Saudi Arabia’s King Salman bin Abdulaziz al-Saud takes part in the official announcement of Qiddiya, a multibillion-dollar entertainment resort being built outside Riyadh, Saudi Arabia, in April 2018. It will be more than twice the size of Disney World. Bandar Algaloud/Courtesy of Saudi Royal Court/Handout via Reuters

In 2016, his father, King Salman bin Abdulaziz al-Saud, used a royal decree to create the General Entertainment Authority (GEA) to organize and plan all the fun. Several hundred movie theaters are planned — the ban on them lifted in 2018. Their other marching orders include themed attractions, shows and performance arts, culture, nature, sports and sightseeing. 

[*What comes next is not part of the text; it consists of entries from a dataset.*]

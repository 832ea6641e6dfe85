//! REST transport implementation using reqwest.
//!
//! Sends fully-formed [`Request`]s and hands back the raw status, headers and
//! body. Status codes are never interpreted here.

use std::time::Duration;

use crate::Error;
use crate::config::TlsConfig;
use crate::error::ErrorKind;
use crate::transport::traits::{Method, Request, Response, TransportClient};
use crate::user_agent;

// ============================================================================
// REST Transport
// ============================================================================

/// REST transport using reqwest.
///
/// One `reqwest::Client` (and therefore one connection pool) is shared by
/// every request issued through this transport.
#[derive(Clone)]
pub struct RestTransport {
    client: reqwest::Client,
    timeout: Duration,
}

impl std::fmt::Debug for RestTransport {
    fn fmt(&self, f: &mut std::fmt::Formatter<'_>) -> std::fmt::Result {
        f.debug_struct("RestTransport")
            .field("timeout", &self.timeout)
            .finish_non_exhaustive()
    }
}

impl RestTransport {
    /// Creates a new REST transport builder.
    pub fn builder() -> RestTransportBuilder {
        RestTransportBuilder::new()
    }

    /// Creates a new REST transport with the given configuration.
    pub fn new(tls_config: &TlsConfig, timeout: Duration) -> Result<Self, Error> {
        let mut client_builder = reqwest::Client::builder()
            .timeout(timeout)
            .connect_timeout(Duration::from_secs(10))
            .user_agent(user_agent::user_agent());

        if tls_config.skip_verification {
            client_builder = client_builder.danger_accept_invalid_certs(true);
        }

        if let Some(ref ca_cert_file) = tls_config.ca_cert_file {
            let cert_pem = std::fs::read(ca_cert_file).map_err(|e| {
                Error::new(
                    ErrorKind::Configuration,
                    format!("Failed to read CA bundle {:?}: {}", ca_cert_file, e),
                )
            })?;
            let source = format!("CA bundle {:?}", ca_cert_file);
            for cert in load_ca_bundle(&cert_pem, &source)? {
                client_builder = client_builder.add_root_certificate(cert);
            }
        }

        if let Some(ref ca_cert_pem) = tls_config.ca_cert_pem {
            for cert in load_ca_bundle(ca_cert_pem.as_bytes(), "CA certificate PEM")? {
                client_builder = client_builder.add_root_certificate(cert);
            }
        }

        let client = client_builder.build().map_err(|e| {
            Error::new(
                ErrorKind::Configuration,
                format!("Failed to create HTTP client: {}", e),
            )
        })?;

        Ok(Self { client, timeout })
    }
}

/// Parses every certificate of a PEM bundle.
///
/// Input that yields no certificate at all is rejected.
fn load_ca_bundle(pem: &[u8], source: &str) -> Result<Vec<reqwest::Certificate>, Error> {
    let certs = reqwest::Certificate::from_pem_bundle(pem).map_err(|e| {
        Error::new(ErrorKind::Configuration, format!("Invalid {}: {}", source, e))
    })?;
    if certs.is_empty() {
        return Err(Error::new(
            ErrorKind::Configuration,
            format!("Invalid {}: no certificates found", source),
        ));
    }
    Ok(certs)
}

#[async_trait::async_trait]
impl TransportClient for RestTransport {
    async fn send(&self, request: Request) -> Result<Response, Error> {
        let method = match request.method {
            Method::Get => reqwest::Method::GET,
            Method::Post => reqwest::Method::POST,
            Method::Put => reqwest::Method::PUT,
            Method::Delete => reqwest::Method::DELETE,
        };

        let mut builder = self.client.request(method, request.url.clone());
        for (name, value) in &request.headers {
            builder = builder.header(name.as_str(), value.as_str());
        }
        if let Some(ref auth) = request.basic_auth {
            builder = builder.basic_auth(&auth.username, Some(&auth.password));
        }
        if let Some(ref body) = request.body {
            builder = builder.json(body);
        }

        let response = builder.send().await.map_err(map_reqwest_error)?;

        let url = response.url().to_string();
        let status = response.status().as_u16();
        let headers: Vec<(String, String)> = response
            .headers()
            .iter()
            .filter_map(|(name, value)| {
                value
                    .to_str()
                    .ok()
                    .map(|v| (name.as_str().to_string(), v.to_string()))
            })
            .collect();
        let text = response.text().await.map_err(map_reqwest_error)?;

        tracing::debug!(method = %request.method, url = %url, status, "HTTP exchange");

        Ok(headers
            .into_iter()
            .fold(Response::new(url, status, text), |resp, (name, value)| {
                resp.with_header(name, value)
            }))
    }
}

// ============================================================================
// Builder
// ============================================================================

/// Builder for [`RestTransport`].
#[derive(Debug)]
pub struct RestTransportBuilder {
    tls_config: TlsConfig,
    timeout: Duration,
}

impl RestTransportBuilder {
    fn new() -> Self {
        Self {
            tls_config: TlsConfig::default(),
            timeout: Duration::from_secs(30),
        }
    }

    /// Sets the TLS configuration.
    pub fn tls_config(mut self, config: TlsConfig) -> Self {
        self.tls_config = config;
        self
    }

    /// Sets the request timeout.
    pub fn timeout(mut self, timeout: Duration) -> Self {
        self.timeout = timeout;
        self
    }

    /// Builds the REST transport.
    pub fn build(self) -> Result<RestTransport, Error> {
        RestTransport::new(&self.tls_config, self.timeout)
    }
}

/// Maps reqwest errors to client errors.
fn map_reqwest_error(e: reqwest::Error) -> Error {
    let err = if e.is_timeout() {
        Error::new(ErrorKind::Timeout, format!("Request timed out: {}", e))
    } else if e.is_connect() {
        Error::new(ErrorKind::Connection, format!("Connection failed: {}", e))
    } else {
        Error::new(ErrorKind::Transport, format!("HTTP error: {}", e))
    };
    tracing::debug!(error = %err, "HTTP exchange failed");
    err.with_source(e)
}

Related: Saudi Arabia’s gathering storm over its erratic crown prince

There’s a project to turn dozens of islands in the Red Sea into a sprawling, visa-free luxury resort destination. That effort suggests that at least some of this new fun will be geared toward tourists and expats without the constraints of Saudi’s deeply conservative society: Women must cover up in public, gender segregation is the norm and alcohol is forbidden. 

But Saudi observers believe Mohammed bin Salman’s real interest is to cheer up Saudis themselves. Sixty percent of them are under 30. And they’re really bored.

“This is a security initiative in some ways,” said Karen Young, who studies the Saudi economy at the American Enterprise Institute. “You think about the grievances that drove the Arab Spring protest in 2011 [and] a lot of it was about social isolation, especially among young men. [They had] a feeling that they followed the rules, they went to school. They graduated, but they couldn’t get a job. They couldn’t get married. They couldn’t have those signals of kind of moving forward in their lives.” 

Young says Mohammed bin Salman needs to get young Saudis on his side to fulfill his Vision 2030.

It’s an ambitious plan to wean the kingdom off of oil, create a home-grown diversified knowledge economy and along the way, contribute to a new, “can-do” and proud Saudi identity. And he can’t do that if the kingdom’s vast, under-30 population associate fun with going elsewhere. In 2018, Saudis spent around $21 billion outside the kingdom, mostly in Dubai.

To recapture that money and win the hearts of young Saudis, Mohammed bin Salman appears to be trying to bring a little bit of Dubai to Saudi Arabia.

The GEA’s event calendar is packed. In the past few years, Saudi Arabia has offered cultural festivals and kids’ events. They’ve also brought in Western acts like Cirque du Soleil, which created a production just for Saudi Arabia (though after the Khashoggi murder, some Cirque du Soleil performers wanted to cancel). There have been car races, Saudi Arabia’s first Comic Con (more are planned), and its first-ever fashion week.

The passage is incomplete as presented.